Out of the night that covers me,
Black as the pit from pole to pole,
I thank whatever gods may be
For my unconquerable soul.

In the fell clutch of circumstance
I have not winced nor cried aloud.
Under the bludgeonings of chance
My head is bloody, but unbowed.

Beyond this place of wrath and tears
Looms but the Horror of the shade,
And yet the menace of the years
Finds and shall find me unafraid.

It matters not how strait the gate,
How charged with punishments the scroll,
I am the master of my fate:
I am the captain of my soul.

~ English poet William Ernest Henley (1849–1903)

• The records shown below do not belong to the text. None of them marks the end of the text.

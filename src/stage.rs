//! Stage assembly (C4): builds the dual data/signature trees from a file
//! and a private key, binding data leaf `i` to signature leaf `i`.

use crate::chunk;
use crate::error::Result;
use crate::merkle::Tree;
use crate::primitives::{sign, CHUNK_SIZE};
use serde::{Deserialize, Serialize};

/// The commitment a prover publishes to a verifier before the challenge
/// is revealed: the signature-tree root.
#[derive(Debug, Clone, Serialize, Deserialize, PartialEq, Eq)]
pub struct Commitment {
    pub sig_root: Vec<u8>,
}

#[derive(Debug)]
pub struct Stage {
    pub data_tree: Tree,
    pub sig_tree: Tree,
}

impl Stage {
    /// Chunks `file_bytes`, signs every chunk under `priv_key`, and builds
    /// both trees. Data leaf `i` and signature leaf `i` share an index by
    /// construction — no cross-tree pointer is needed to bind them.
    pub fn build(file_bytes: &[u8], priv_key: &[u8; 32]) -> Result<Self> {
        let chunks = chunk::split(file_bytes, CHUNK_SIZE)?;

        let mut signatures = Vec::with_capacity(chunks.len());
        for c in &chunks {
            let msg: [u8; CHUNK_SIZE] = c.as_slice().try_into().expect("chunks are CHUNK_SIZE bytes");
            signatures.push(sign(&msg, priv_key)?.to_vec());
        }

        let data_tree = Tree::build(chunks)?;
        let sig_tree = Tree::build(signatures)?;

        Ok(Self { data_tree, sig_tree })
    }

    /// Carried only for the stage's own self-test; the verifier is
    /// expected to obtain the data root independently.
    pub fn data_root(&self) -> &[u8] {
        self.data_tree.root()
    }

    pub fn sig_root(&self) -> &[u8] {
        self.sig_tree.root()
    }

    pub fn commitment(&self) -> Commitment {
        Commitment {
            sig_root: self.sig_tree.root().to_vec(),
        }
    }
}

#[cfg(test)]
mod tests {
    use super::*;
    use crate::primitives::hash;

    fn key(byte: u8) -> [u8; 32] {
        let mut k = [0u8; 32];
        k[0] = 1;
        k[31] = byte;
        k
    }

    #[test]
    fn single_chunk_file_yields_single_leaf_trees() {
        let priv_key = key(1);
        let stage = Stage::build(b"Hello, world!\n", &priv_key).unwrap();
        assert_eq!(stage.data_tree.num_leaves(), 1);
        assert_eq!(stage.sig_tree.num_leaves(), 1);
    }

    #[test]
    fn trees_share_leaf_count() {
        let priv_key = key(2);
        let stage = Stage::build(&[7u8; 100], &priv_key).unwrap();
        assert_eq!(stage.data_tree.num_leaves(), stage.sig_tree.num_leaves());
    }

    #[test]
    fn commitment_is_the_signature_root() {
        let priv_key = key(3);
        let stage = Stage::build(b"some file contents", &priv_key).unwrap();
        assert_eq!(stage.commitment().sig_root, stage.sig_root().to_vec());
    }

    #[test]
    fn full_flow_scenario_from_spec() {
        // Passphrase "hello world" -> priv_key = keccak256(hex(passphrase bytes)).
        let passphrase = b"hello world";
        let hex_bytes = hex::encode(passphrase).into_bytes();
        let priv_key = hash(&hex_bytes);

        let stage = Stage::build(b"Hello, world!\n", &priv_key).unwrap();
        assert_eq!(stage.data_tree.num_leaves(), 1);
        assert_eq!(stage.data_tree.depth(), 0);
    }
}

Nelson Mandela spent TWENTY-SEVEN years as a political prisoner held by the apartheid-era government of South Africa, most of that time on Robben Island, 7 km off the coast of Cape Town, SA. Mandela found the strength every single incarcerated day to keep the flame alive, and upon his release forgave the people who persecuted and punished him, going on to become "the first South African president to be elected in a fully representative democratic election."

And according to the story told in the poem's namesake movie (Invictus, starring Morgan Freeman as Mandela, as well as Matt Damon, directed by Clint Eastwood), Henley's poem played a significant role in keeping Mandela alive.

If he can do it in a 6x6 cell, for twenty-seven effing years, I can too. No matter what they say.

If you haven't seen this film, do it. Soon.